TASK INPUT —
※

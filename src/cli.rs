//! Command-line interface definitions.
//!
//! Every option can also be given through an environment variable. Options
//! left unset fall back to the YAML settings file (`--config`) and then to
//! the built-in defaults, see [`Settings`](crate::config::Settings).

use clap::Parser;

/// Command-line arguments for the feed crawler.
///
/// # Examples
///
/// ```sh
/// # Crawl the default topic with default settings
/// iz_feed_crawler
///
/// # Three pages of another tag into a scratch database
/// iz_feed_crawler -t klyuchevaia-stavka -p 3 -d /tmp/news.db
///
/// # Settings from a file, page count overridden
/// iz_feed_crawler -c crawler.yaml --pages 5
/// ```
#[derive(Parser, Debug)]
#[command(author, version, about)]
pub struct Cli {
    /// Optional path to a YAML settings file
    #[arg(short, long, env = "IZ_CONFIG")]
    pub config: Option<String>,

    /// Tag whose feed is crawled
    #[arg(short, long, env = "IZ_TOPIC")]
    pub topic: Option<String>,

    /// Number of listing pages to crawl, starting at page 0
    #[arg(short, long, env = "IZ_PAGES")]
    pub pages: Option<u32>,

    /// Site origin, e.g. https://iz.ru
    #[arg(long, env = "IZ_ORIGIN")]
    pub origin: Option<String>,

    /// SQLite database file
    #[arg(short, long, env = "IZ_DATABASE")]
    pub database: Option<String>,

    /// Seconds to wait after each listing page
    #[arg(long, env = "IZ_DELAY_SECS")]
    pub delay_secs: Option<u64>,

    /// Language of the feed's date headings (ru or en)
    #[arg(long, env = "IZ_LOCALE")]
    pub locale: Option<String>,

    /// Append-only log file
    #[arg(long, env = "IZ_LOG_FILE")]
    pub log_file: Option<String>,
}

#[cfg(test)]
mod tests {
    use super::*;

    #[test]
    fn test_cli_no_arguments() {
        let cli = Cli::parse_from(["iz_feed_crawler"]);
        assert!(cli.config.is_none());
        assert!(cli.pages.is_none());
    }

    #[test]
    fn test_cli_parsing() {
        let cli = Cli::parse_from([
            "iz_feed_crawler",
            "--topic",
            "infliatciia",
            "--pages",
            "17",
            "--origin",
            "https://iz.ru",
            "--delay-secs",
            "0",
            "--locale",
            "ru",
            "--log-file",
            "parser.log",
        ]);

        assert_eq!(cli.topic.as_deref(), Some("infliatciia"));
        assert_eq!(cli.pages, Some(17));
        assert_eq!(cli.origin.as_deref(), Some("https://iz.ru"));
        assert_eq!(cli.delay_secs, Some(0));
        assert_eq!(cli.locale.as_deref(), Some("ru"));
        assert_eq!(cli.log_file.as_deref(), Some("parser.log"));
    }

    #[test]
    fn test_cli_short_flags() {
        let cli = Cli::parse_from([
            "iz_feed_crawler",
            "-t",
            "ekonomika",
            "-p",
            "3",
            "-d",
            "/tmp/news.db",
            "-c",
            "crawler.yaml",
        ]);

        assert_eq!(cli.topic.as_deref(), Some("ekonomika"));
        assert_eq!(cli.pages, Some(3));
        assert_eq!(cli.database.as_deref(), Some("/tmp/news.db"));
        assert_eq!(cli.config.as_deref(), Some("crawler.yaml"));
    }

    #[test]
    fn test_cli_rejects_negative_pages() {
        assert!(Cli::try_parse_from(["iz_feed_crawler", "--pages", "-1"]).is_err());
    }
}
//! Run settings.
//!
//! Values are layered, later layers winning:
//!
//! 1. built-in defaults (`https://iz.ru`, tag `infliatciia`, 17 pages, ...)
//! 2. the YAML file named by `--config`
//! 3. command-line flags and their environment variables
//!
//! ```yaml
//! origin: https://iz.ru
//! topic: infliatciia
//! pages: 17
//! database: data/izvestia_inflation.db
//! delay_secs: 2
//! locale: ru
//! log_file: parser.log
//! ```

use std::path::{Path, PathBuf};
use std::time::Duration;

use serde::Deserialize;
use tokio::fs;
use tracing::instrument;
use url::Url;

use crate::cli::Cli;
use crate::dates::Locale;
use crate::error::{AppError, Result};

#[derive(Debug, Clone, PartialEq, Eq, Deserialize)]
#[serde(default, deny_unknown_fields)]
pub struct Settings {
    pub origin: String,
    pub topic: String,
    pub pages: u32,
    pub database: PathBuf,
    pub delay_secs: u64,
    pub locale: String,
    pub log_file: PathBuf,
}

impl Default for Settings {
    fn default() -> Self {
        Self {
            origin: "https://iz.ru".to_string(),
            topic: "infliatciia".to_string(),
            pages: 17,
            database: PathBuf::from("data/izvestia_inflation.db"),
            delay_secs: 2,
            locale: "ru".to_string(),
            log_file: PathBuf::from("parser.log"),
        }
    }
}

impl Settings {
    /// Defaults, overlaid with the `--config` file if any, overlaid with
    /// explicit flags. The result is validated.
    #[instrument(level = "debug", skip_all)]
    pub async fn resolve(cli: &Cli) -> Result<Self> {
        let base = match &cli.config {
            Some(path) => Self::load(path).await?,
            None => Self::default(),
        };
        let settings = base.with_overrides(cli);
        settings.validate()?;
        Ok(settings)
    }

    pub async fn load(path: impl AsRef<Path>) -> Result<Self> {
        let path = path.as_ref();
        let raw = fs::read_to_string(path).await.map_err(|e| {
            AppError::config(format!("cannot read settings file {}: {e}", path.display()))
        })?;
        Self::from_yaml_str(&raw)
    }

    pub fn from_yaml_str(raw: &str) -> Result<Self> {
        if raw.trim().is_empty() {
            return Ok(Self::default());
        }
        Ok(serde_yaml::from_str(raw)?)
    }

    fn with_overrides(mut self, cli: &Cli) -> Self {
        if let Some(origin) = &cli.origin {
            self.origin = origin.clone();
        }
        if let Some(topic) = &cli.topic {
            self.topic = topic.clone();
        }
        if let Some(pages) = cli.pages {
            self.pages = pages;
        }
        if let Some(database) = &cli.database {
            self.database = PathBuf::from(database);
        }
        if let Some(delay) = cli.delay_secs {
            self.delay_secs = delay;
        }
        if let Some(locale) = &cli.locale {
            self.locale = locale.clone();
        }
        if let Some(log_file) = &cli.log_file {
            self.log_file = PathBuf::from(log_file);
        }
        self
    }

    pub fn validate(&self) -> Result<()> {
        if self.pages == 0 {
            return Err(AppError::config("pages must be at least 1"));
        }
        if self.topic.trim().is_empty() {
            return Err(AppError::config("topic must not be empty"));
        }
        let origin = Url::parse(&self.origin)?;
        if !matches!(origin.scheme(), "http" | "https") || origin.host_str().is_none() {
            return Err(AppError::config(format!(
                "origin must be an absolute http(s) URL, got {:?}",
                self.origin
            )));
        }
        self.locale()?;
        Ok(())
    }

    pub fn locale(&self) -> Result<Locale> {
        self.locale.parse()
    }

    pub fn delay(&self) -> Duration {
        Duration::from_secs(self.delay_secs)
    }
}

#[cfg(test)]
mod tests {
    use super::*;
    use clap::Parser;

    fn cli(args: &[&str]) -> Cli {
        Cli::parse_from(std::iter::once("iz_feed_crawler").chain(args.iter().copied()))
    }

    #[test]
    fn test_defaults_match_original_run() {
        let s = Settings::default();
        assert_eq!(s.origin, "https://iz.ru");
        assert_eq!(s.topic, "infliatciia");
        assert_eq!(s.pages, 17);
        assert_eq!(s.database, PathBuf::from("data/izvestia_inflation.db"));
        assert_eq!(s.delay(), Duration::from_secs(2));
        assert_eq!(s.locale().unwrap(), Locale::Russian);
        assert!(s.validate().is_ok());
    }

    #[test]
    fn test_partial_yaml_keeps_defaults() {
        let s = Settings::from_yaml_str("topic: ekonomika\npages: 3\n").unwrap();
        assert_eq!(s.topic, "ekonomika");
        assert_eq!(s.pages, 3);
        assert_eq!(s.origin, "https://iz.ru");
        assert_eq!(s.delay_secs, 2);
    }

    #[test]
    fn test_empty_yaml_is_default() {
        assert_eq!(Settings::from_yaml_str("  \n").unwrap(), Settings::default());
    }

    #[test]
    fn test_unknown_yaml_key_is_rejected() {
        assert!(matches!(
            Settings::from_yaml_str("pagez: 3"),
            Err(AppError::Yaml(_))
        ));
    }

    #[test]
    fn test_cli_overrides_file_values() {
        let file = Settings::from_yaml_str("topic: ekonomika\npages: 3\ndelay_secs: 5").unwrap();
        let s = file.with_overrides(&cli(&["--pages", "1", "--locale", "en"]));
        assert_eq!(s.topic, "ekonomika");
        assert_eq!(s.pages, 1);
        assert_eq!(s.delay_secs, 5);
        assert_eq!(s.locale().unwrap(), Locale::English);
    }

    #[test]
    fn test_validate_rejects_bad_values() {
        let zero_pages = Settings {
            pages: 0,
            ..Settings::default()
        };
        let relative_origin = Settings {
            origin: "iz.ru".to_string(),
            ..Settings::default()
        };
        let ftp_origin = Settings {
            origin: "ftp://iz.ru".to_string(),
            ..Settings::default()
        };
        let bad_locale = Settings {
            locale: "fr".to_string(),
            ..Settings::default()
        };
        let blank_topic = Settings {
            topic: " ".to_string(),
            ..Settings::default()
        };

        assert!(matches!(zero_pages.validate(), Err(AppError::Config(_))));
        assert!(matches!(relative_origin.validate(), Err(AppError::Url(_))));
        assert!(matches!(ftp_origin.validate(), Err(AppError::Config(_))));
        assert!(matches!(bad_locale.validate(), Err(AppError::Config(_))));
        assert!(matches!(blank_topic.validate(), Err(AppError::Config(_))));
    }

    #[tokio::test]
    async fn test_resolve_reads_config_file() {
        let dir = tempfile::tempdir().unwrap();
        let path = dir.path().join("crawler.yaml");
        std::fs::write(&path, "origin: http://localhost:8080\npages: 2\n").unwrap();

        let s = Settings::resolve(&cli(&["-c", path.to_str().unwrap(), "-t", "x"]))
            .await
            .unwrap();

        assert_eq!(s.origin, "http://localhost:8080");
        assert_eq!(s.pages, 2);
        assert_eq!(s.topic, "x");
    }

    #[tokio::test]
    async fn test_resolve_missing_file_is_config_error() {
        let err = Settings::resolve(&cli(&["-c", "/nonexistent/crawler.yaml"]))
            .await
            .unwrap_err();
        assert!(matches!(err, AppError::Config(_)));
    }
}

※

WORK REQUIRED — Lines of the data above that include the string "ekonomika" must each be copied.

EXERCISE RESULT —
            "ekonomika",
        assert_eq!(cli.topic.as_deref(), Some("ekonomika"));
        let s = Settings::from_yaml_str("topic: ekonomika\npages: 3\n").unwrap();
        assert_eq!(s.topic, "ekonomika");
        let file = Settings::from_yaml_str("topic: ekonomika\npages: 3\ndelay_secs: 5").unwrap();
        assert_eq!(s.topic, "ekonomika");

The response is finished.